Aqua America (WTR) is a major water and wastewater services company, based in Bryn Mawr, Pennsylvania. Originally called Philadelphia Suburban Corporation, it was founded in 1968 as a holding company for its primary subsidiary, Aqua Pennsylvania Inc. In 2004, the company changed its name to Aqua America. In addition to water and wastewater services, Aqua America has operation and maintenance contracts with municipalities and other parties for sludge hauling, septage and grease services, and backflow prevention services.

The business has been focused on growing primarily via acquisitions since the early 1990s, with its most significant transactions being the purchases of Consumers Water Company (1999), AquaSource (2003), Heater Utilities, Inc. (2004), and finally the New York Water Service Corporation (2007). The acquisition spree has helped spread the company geographically from Pennsylvania to 12 other states, including, Texas, North Carolina, Ohio, Illinois and New York.

However, since the recession, the company has been working on selling off underperforming businesses. For example, in September 2010, it sold its wastewater operation in South Carolina, removing itself from that lukewarm market. More recently, it entered into an agreement to sell its water and wastewater operations in Missouri. The sale is expected to end by the third quarter of this year, barring any unforeseen problems. With the conclusion of the transaction, Aqua America will be pulling out of Missouri for brighter horizons.

While disposing of its “deadweight”, as mentioned, the company has been on the lookout for acquisition opportunities. In July, 2011, it entered into a definitive agreement with American Water Works Company, Inc (American Water), to purchase its Ohio subsidiary, which serves over 50,000 customers in the state. The transaction is expected to close in the first quarter of 2012. Aqua America is also working on rapidly expanding its presence in the booming state of Texas, purchasing approximately 50 water and five wastewater systems thus far. Given its strong balance sheet, and management’s commitment to a growth via acquisitions, we expect to see this trend continue in the future. Since the industry is a slow growing one, acquisitions are often the fastest way to increase the customer base, and thus lift revenues and profits. That said, investors should note that these purchases are dependent on regulatory and shareholder approvals.

Another avenue of revenue growth is rate cases. Aqua America has a good history with regards to rate increases, and is looking at several rate cases in various states at the moment. Details are not fully known at this time, though given the company’s history of beneficial settlements, we expect to see revenue growth from an increase in rates in the future. However, this avenue allows for limited growth, as the rates can only be increased so much. This is one of the reasons the company focuses on acquisition growth as opposed to organic growth, though attention is paid to both.

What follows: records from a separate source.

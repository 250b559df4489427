//! Structured outcome of one acceptance-test run.

use serde::Serialize;

use crate::store::PhaseCurrents;

/// Classification of one leg of the regulator.
#[derive(Debug, Clone, Copy, PartialEq, Eq, Default, Serialize)]
pub enum PhaseVerdict {
    #[default]
    #[serde(rename = "OK")]
    Ok,
    /// The device on this leg does not conduct.
    DeviceOpen,
    /// Reserved: no measurement currently produces it.
    DeviceShortCircuit,
    /// The leg carries markedly less current than the others.
    PhaseOpen,
}

impl PhaseVerdict {
    pub fn is_fault(&self) -> bool {
        *self != PhaseVerdict::Ok
    }

    pub fn description(&self) -> &'static str {
        match self {
            PhaseVerdict::Ok => "device OK",
            PhaseVerdict::DeviceOpen => "device not conducting/open",
            PhaseVerdict::DeviceShortCircuit => "device short-circuited",
            PhaseVerdict::PhaseOpen => "phase open",
        }
    }
}

/// Verdicts for legs A, B and C.
#[derive(Debug, Clone, Copy, PartialEq, Eq, Default, Serialize)]
pub struct PhaseVerdicts {
    pub a: PhaseVerdict,
    pub b: PhaseVerdict,
    pub c: PhaseVerdict,
}

impl PhaseVerdicts {
    pub fn from_array([a, b, c]: [PhaseVerdict; 3]) -> Self {
        Self { a, b, c }
    }

    pub fn to_array(self) -> [PhaseVerdict; 3] {
        [self.a, self.b, self.c]
    }

    pub fn any_fault(&self) -> bool {
        self.to_array().iter().any(PhaseVerdict::is_fault)
    }
}

/// State of a run; the last three are terminal.
#[derive(Debug, Clone, Copy, PartialEq, Eq, Default, Serialize)]
pub enum Outcome {
    #[default]
    Pending,
    Running,
    Pass,
    Fail,
    Aborted,
}

impl Outcome {
    pub fn is_terminal(&self) -> bool {
        matches!(self, Outcome::Pass | Outcome::Fail | Outcome::Aborted)
    }
}

/// Windowed mean current statistics of one sub-test. `None` marks a value that
/// could not be computed (empty or degenerate sampling window).
#[derive(Debug, Clone, Copy, PartialEq, Default, Serialize)]
pub struct CurrentStats {
    #[serde(rename = "IaRMS")]
    pub ia_rms: Option<f64>,
    #[serde(rename = "IbRMS")]
    pub ib_rms: Option<f64>,
    #[serde(rename = "IcRMS")]
    pub ic_rms: Option<f64>,
    #[serde(rename = "IaAVG")]
    pub ia_avg: Option<f64>,
    #[serde(rename = "IbAVG")]
    pub ib_avg: Option<f64>,
    #[serde(rename = "IcAVG")]
    pub ic_avg: Option<f64>,
}

impl CurrentStats {
    pub fn from_means(means: &PhaseCurrents) -> Self {
        Self {
            ia_rms: Some(means.a.rms),
            ib_rms: Some(means.b.rms),
            ic_rms: Some(means.c.rms),
            ia_avg: Some(means.a.avg),
            ib_avg: Some(means.b.avg),
            ic_avg: Some(means.c.avg),
        }
    }

    fn values_mut(&mut self) -> [&mut Option<f64>; 6] {
        [
            &mut self.ia_rms,
            &mut self.ib_rms,
            &mut self.ic_rms,
            &mut self.ia_avg,
            &mut self.ib_avg,
            &mut self.ic_avg,
        ]
    }
}

/// Everything a run measured and decided.
#[derive(Debug, Clone, PartialEq, Default, Serialize)]
pub struct TestResult {
    pub profile: String,
    /// Phase-loss sub-test.
    #[serde(rename = "currents_1")]
    pub phase_loss_currents: Option<CurrentStats>,
    #[serde(rename = "states_1")]
    pub phase_loss_verdicts: Option<PhaseVerdicts>,
    /// Conduction sub-test.
    #[serde(rename = "currents_2")]
    pub conduction_currents: Option<CurrentStats>,
    #[serde(rename = "states_2")]
    pub conduction_verdicts: Option<PhaseVerdicts>,
    /// Mean output voltage of the regulation sub-test, volts.
    #[serde(rename = "vout")]
    pub output_voltage: Option<f64>,
    pub outcome: Outcome,
    pub message: String,
}

impl TestResult {
    pub fn new(profile: &str) -> Self {
        Self {
            profile: profile.to_string(),
            ..Self::default()
        }
    }

    /// Replace every non-finite number with `None`.
    pub fn sanitize(&mut self) {
        fn clean(value: &mut Option<f64>) {
            if value.is_some_and(|v| !v.is_finite()) {
                *value = None;
            }
        }

        for stats in [&mut self.phase_loss_currents, &mut self.conduction_currents]
            .into_iter()
            .flatten()
        {
            for value in stats.values_mut() {
                clean(value);
            }
        }
        clean(&mut self.output_voltage);
    }

    pub fn sanitized(mut self) -> Self {
        self.sanitize();
        self
    }

    /// Latest leg verdicts available.
    pub fn final_verdicts(&self) -> Option<PhaseVerdicts> {
        self.conduction_verdicts.or(self.phase_loss_verdicts)
    }
}
//! Serial driver and automated acceptance sequencer for the DZE power-regulator
//! test bench.
//!
//! The bench controller speaks a fixed binary protocol over an ST-Link virtual
//! COM port at 1 843 200 bps. This crate owns that link, keeps the controller
//! session alive, decodes telemetry into a shared latest-value store and runs the
//! three-stage shunt-regulator test on top of it.
//!
//! # Layers
//!
//! 1. [`Link`]: exclusive owner of the byte stream; one locked critical section
//!    per command so concurrent senders never interleave mid-frame.
//! 2. [`codec`]: command templates out, typed [`TelemetryEvent`]s in.
//! 3. [`TelemetryStore`]: last value of every measurement, shared across threads.
//! 4. [`Session`]: receive and keep-alive loops around one link.
//! 5. [`TestSequencer`]: ramps, sampling windows and the pass/fail decision.
//!
//! # Example
//!
//! ```no_run
//! use dze_tester::{BenchConfig, CancelToken, Session};
//!
//! let mut session = Session::open(BenchConfig::default())?;
//! let result = session.run_test(&CancelToken::new())?;
//! println!("{}", serde_json::to_string_pretty(&result)?);
//! session.shutdown();
//! # Ok::<(), Box<dyn std::error::Error>>(())
//! ```

pub mod codec;
pub mod config;
pub mod discovery;
mod errors;
pub mod link;
pub mod logging;
pub mod report;
pub mod sequencer;
pub mod session;
pub mod store;

pub use codec::{Command, CommandFrame, CurrentBlock, FrameDecoder, TelemetryEvent};
pub use config::{BenchConfig, Ramp, SequencerTiming, TestProfile, UsbMatch, WireTiming};
pub use errors::*;
pub use link::Link;
pub use report::{CurrentStats, Outcome, PhaseVerdict, PhaseVerdicts, TestResult};
pub use sequencer::{CancelToken, TestSequencer, TestStage};
pub use session::Session;
pub use store::{PhaseCurrents, TelemetrySnapshot, TelemetryStore};
use std::path::PathBuf;
use std::process::exit;
use std::thread;
use std::time::Duration;

use anyhow::{Context, Result};
use clap::{Parser, Subcommand};
use log::{info, warn};

use dze_tester::discovery;
use dze_tester::logging::{init_logging_with, parse_level};
use dze_tester::{BenchConfig, BenchError, CancelToken, Outcome, Session, TestProfile};

const EXIT_FAIL: i32 = 2;
const RETRY_DELAY: Duration = Duration::from_secs(1);

#[derive(Parser, Debug)]
#[command(
    name = "dze-tester",
    version,
    about = "Drive the DZE regulator test bench over its serial link"
)]
struct Args {
    /// Serial port of the bench controller (discovered over USB when omitted)
    #[arg(long, global = true)]
    port: Option<String>,
    /// TOML configuration file
    #[arg(long, global = true)]
    config: Option<PathBuf>,
    /// Test profile name (e.g., parallel-v3, parallel-v2)
    #[arg(long, global = true)]
    profile: Option<String>,
    /// Log level (error, warn, info, debug, trace); overrides DZE_LOG
    #[arg(long, global = true)]
    log_level: Option<String>,
    /// Keep retrying once a second until the bench can be opened
    #[arg(long, global = true)]
    wait: bool,
    #[command(subcommand)]
    command: Cmd,
}

#[derive(Subcommand, Debug)]
enum Cmd {
    /// Run one acceptance test and print the result as JSON
    Run,
    /// Print live telemetry as JSON lines until interrupted
    Monitor {
        #[arg(long, default_value_t = 500)]
        interval_ms: u64,
        /// Stop after this many snapshots
        #[arg(long)]
        count: Option<u64>,
    },
    /// List serial ports, marking the bench controller
    Ports,
    /// List built-in test profiles
    Profiles,
}

fn main() {
    match run() {
        Ok(code) => exit(code),
        Err(e) => {
            eprintln!("Error: {e:#}");
            exit(1);
        }
    }
}

fn run() -> Result<i32> {
    let args = Args::parse();
    init_logging_with(parse_level(args.log_level.as_deref()));

    let mut config = match &args.config {
        Some(path) => BenchConfig::load(path)
            .with_context(|| format!("loading config {}", path.display()))?,
        None => BenchConfig::default(),
    };
    if let Some(port) = &args.port {
        config.port = Some(port.clone());
    }
    if let Some(profile) = &args.profile {
        config.profile = profile.clone();
        config.custom_profile = None;
    }

    match args.command {
        Cmd::Run => run_test(config, args.wait),
        Cmd::Monitor { interval_ms, count } => {
            monitor(config, args.wait, Duration::from_millis(interval_ms), count)
        }
        Cmd::Ports => list_ports(&config),
        Cmd::Profiles => {
            for name in TestProfile::builtin_names() {
                let p = TestProfile::builtin(name)?;
                println!(
                    "{name}\t{:.2} V ± {:.2} V\tscale {:.4}",
                    p.regulation_setpoint_v, p.regulation_tolerance_v, p.voltage_scale
                );
            }
            Ok(0)
        }
    }
}

fn open_session(config: &BenchConfig, wait: bool) -> Result<Session> {
    loop {
        match Session::open(config.clone()) {
            Ok(session) => return Ok(session),
            Err(e) if wait && (matches!(e, BenchError::PortNotFound(_)) || e.is_link_failure()) => {
                warn!("{e}; retrying in {:?}", RETRY_DELAY);
                thread::sleep(RETRY_DELAY);
            }
            Err(e) => return Err(e).context("could not start the bench session"),
        }
    }
}

fn install_interrupt(cancel: &CancelToken) -> Result<()> {
    let cancel = cancel.clone();
    ctrlc::set_handler(move || {
        eprintln!("\nInterrupted, stopping...");
        cancel.cancel();
    })
    .context("installing Ctrl-C handler")
}

fn run_test(config: BenchConfig, wait: bool) -> Result<i32> {
    let mut session = open_session(&config, wait)?;
    let cancel = CancelToken::new();
    install_interrupt(&cancel)?;

    let result = session.run_test(&cancel)?;
    println!("{}", serde_json::to_string_pretty(&result)?);
    session.shutdown();

    info!("{:?}: {}", result.outcome, result.message);
    Ok(if result.outcome == Outcome::Pass {
        0
    } else {
        EXIT_FAIL
    })
}

fn monitor(config: BenchConfig, wait: bool, interval: Duration, count: Option<u64>) -> Result<i32> {
    let mut session = open_session(&config, wait)?;
    let cancel = CancelToken::new();
    install_interrupt(&cancel)?;

    let mut printed = 0;
    while !cancel.is_cancelled() && count.map_or(true, |n| printed < n) {
        if !session.is_running() {
            warn!("session stopped");
            break;
        }
        println!("{}", serde_json::to_string(&session.telemetry())?);
        printed += 1;
        thread::sleep(interval);
    }
    session.shutdown();
    Ok(0)
}

fn list_ports(config: &BenchConfig) -> Result<i32> {
    let ports = discovery::list_ports(&config.usb).context("enumerating serial ports")?;
    if ports.is_empty() {
        println!("No serial ports found");
    }
    for port in ports {
        let usb = port
            .usb
            .map(|u| {
                format!(
                    "{:04x}:{:04x} {}",
                    u.vid,
                    u.pid,
                    u.serial_number.unwrap_or_default()
                )
            })
            .unwrap_or_else(|| "-".to_string());
        let mark = if port.is_bench { "  <- bench" } else { "" };
        println!("{}\t{}{}", port.name, usb, mark);
    }
    Ok(0)
}
//! # Language Code Resolution
//!
//! Maps client-supplied language codes onto the regional locale codes the
//! speech service accepts. Resolution is strict: an exact supported code
//! passes through, a bare base code ("ar", "en") maps to a documented
//! regional default, and anything else is rejected so the client hears about
//! the problem instead of silently transcribing the wrong language.

use std::collections::{HashMap, HashSet};
use std::sync::OnceLock;

/// Cached lookup set built from `SUPPORTED` on first use
static SUPPORTED_SET: OnceLock<HashSet<&'static str>> = OnceLock::new();

/// Cached base-code map built from `BASE_FALLBACKS` on first use
static FALLBACK_MAP: OnceLock<HashMap<&'static str, &'static str>> = OnceLock::new();

/// Regional locale codes the speech service accepts for streaming recognition.
const SUPPORTED: &[&str] = &[
    // Arabic variants
    "ar-SA", "ar-EG", "ar-AE", "ar-BH", "ar-DZ", "ar-IQ", "ar-JO", "ar-KW", "ar-LB", "ar-LY",
    "ar-MA", "ar-OM", "ar-PS", "ar-QA", "ar-SY", "ar-TN", "ar-YE",
    // English variants
    "en-US", "en-GB", "en-AU", "en-CA", "en-IN", "en-IE", "en-NZ", "en-ZA",
    // European languages
    "es-ES", "es-MX", "es-AR", "fr-FR", "fr-CA", "de-DE", "de-AT", "de-CH", "it-IT", "pt-PT",
    "pt-BR", "ru-RU", "nl-NL", "nl-BE", "sv-SE", "da-DK", "nb-NO", "fi-FI", "pl-PL", "cs-CZ",
    "hu-HU", "ro-RO", "bg-BG", "hr-HR", "sk-SK", "sl-SI", "et-EE", "lv-LV", "lt-LT", "mt-MT",
    "el-GR", "uk-UA", "ca-ES",
    // Middle Eastern and Asian languages
    "he-IL", "tr-TR", "fa-IR", "hi-IN", "ur-PK", "bn-IN", "ta-IN", "te-IN", "mr-IN", "gu-IN",
    "kn-IN", "ml-IN", "ja-JP", "ko-KR", "zh-CN", "zh-TW", "zh-HK", "th-TH", "vi-VN", "id-ID",
    "ms-MY", "fil-PH",
    // African languages
    "sw-KE", "am-ET", "yo-NG", "zu-ZA",
];

/// Regional defaults for bare two-letter codes.
///
/// A client asking for "ar" gets Saudi Arabic, "en" gets US English, and so
/// on. These match what the capture clients historically expected.
const BASE_FALLBACKS: &[(&str, &str)] = &[
    ("en", "en-US"),
    ("ar", "ar-SA"),
    ("es", "es-ES"),
    ("fr", "fr-FR"),
    ("de", "de-DE"),
    ("it", "it-IT"),
    ("pt", "pt-PT"),
    ("ru", "ru-RU"),
    ("ja", "ja-JP"),
    ("ko", "ko-KR"),
    ("zh", "zh-CN"),
    ("hi", "hi-IN"),
    ("tr", "tr-TR"),
    ("nl", "nl-NL"),
    ("sv", "sv-SE"),
    ("da", "da-DK"),
    ("no", "nb-NO"),
    ("fi", "fi-FI"),
    ("pl", "pl-PL"),
    ("cs", "cs-CZ"),
    ("hu", "hu-HU"),
    ("ro", "ro-RO"),
    ("bg", "bg-BG"),
    ("hr", "hr-HR"),
    ("sk", "sk-SK"),
    ("sl", "sl-SI"),
    ("et", "et-EE"),
    ("lv", "lv-LV"),
    ("lt", "lt-LT"),
    ("mt", "mt-MT"),
    ("el", "el-GR"),
    ("he", "he-IL"),
    ("th", "th-TH"),
    ("vi", "vi-VN"),
    ("id", "id-ID"),
    ("ms", "ms-MY"),
    ("tl", "fil-PH"),
    ("sw", "sw-KE"),
    ("am", "am-ET"),
    ("yo", "yo-NG"),
    ("zu", "zu-ZA"),
];

/// Candidate languages offered to the service when the client requests
/// automatic detection. The service caps continuous language identification
/// at ten candidates, so this list must not grow past that.
const AUTO_DETECT_CANDIDATES: &[&str] = &[
    "en-US", "ar-SA", "es-ES", "fr-FR", "de-DE", "it-IT", "pt-PT", "ru-RU", "zh-CN", "ja-JP",
];

fn supported_set() -> &'static HashSet<&'static str> {
    SUPPORTED_SET.get_or_init(|| SUPPORTED.iter().copied().collect())
}

fn fallback_map() -> &'static HashMap<&'static str, &'static str> {
    FALLBACK_MAP.get_or_init(|| BASE_FALLBACKS.iter().copied().collect())
}

/// Resolves a client-supplied language code to a supported regional code.
///
/// Tries an exact match first, then the base-code fallback table. Returns
/// `None` for anything unresolvable; callers turn that into a session error
/// rather than substituting a default.
pub fn resolve(code: &str) -> Option<&'static str> {
    let trimmed = code.trim();
    if trimmed.is_empty() {
        return None;
    }

    if let Some(exact) = supported_set().get(trimmed) {
        return Some(exact);
    }

    let base = trimmed
        .split(['-', '_'])
        .next()
        .unwrap_or(trimmed)
        .to_lowercase();
    fallback_map().get(base.as_str()).copied()
}

/// True when the code resolves to a supported locale.
pub fn is_supported(code: &str) -> bool {
    resolve(code).is_some()
}

/// Candidate list for automatic language identification.
pub fn auto_detect_candidates() -> &'static [&'static str] {
    AUTO_DETECT_CANDIDATES
}

/// Every locale code accepted for streaming recognition.
pub fn supported_languages() -> &'static [&'static str] {
    SUPPORTED
}

#[cfg(test)]
mod tests {
    use super::*;

    #[test]
    fn test_exact_match() {
        assert_eq!(resolve("ar-SA"), Some("ar-SA"));
        assert_eq!(resolve("en-GB"), Some("en-GB"));
        assert_eq!(resolve("fil-PH"), Some("fil-PH"));
    }

    #[test]
    fn test_base_code_fallback() {
        assert_eq!(resolve("ar"), Some("ar-SA"));
        assert_eq!(resolve("en"), Some("en-US"));
        assert_eq!(resolve("no"), Some("nb-NO"));
        assert_eq!(resolve("tl"), Some("fil-PH"));
    }

    #[test]
    fn test_unknown_region_falls_back_to_base() {
        // A plausible but unsupported regional variant still lands on the
        // base-language default instead of being rejected outright.
        assert_eq!(resolve("en-XX"), Some("en-US"));
        assert_eq!(resolve("ar_001"), Some("ar-SA"));
    }

    #[test]
    fn test_unresolvable_codes_rejected() {
        assert_eq!(resolve("xx-YY"), None);
        assert_eq!(resolve("klingon"), None);
        assert_eq!(resolve(""), None);
        assert_eq!(resolve("   "), None);
        assert!(!is_supported("xx-YY"));
    }

    #[test]
    fn test_auto_detect_candidates_within_service_cap() {
        assert!(auto_detect_candidates().len() <= 10);
        for code in auto_detect_candidates() {
            assert!(is_supported(code), "candidate {} must be supported", code);
        }
    }

    #[test]
    fn test_fallback_targets_are_supported() {
        for (base, target) in BASE_FALLBACKS {
            assert!(
                supported_set().contains(target),
                "fallback {} -> {} must point at a supported locale",
                base,
                target
            );
        }
    }
}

Income-oriented investors should take a look at this stock. It just increased its dividend by 6% in the second quarter. This is the 21st dividend increase in the company’s 20-year dividend history. Given the company’s strong cash flow position, we do not expect this trend to change course anytime soon. However, we caution investors to keep an eye on the market and the economy, both of which have been quite turbulent, and may hurt the company’s prospects over the near-term.

At the time of this article’s writing, the author did not have positions in any of the companies mentioned.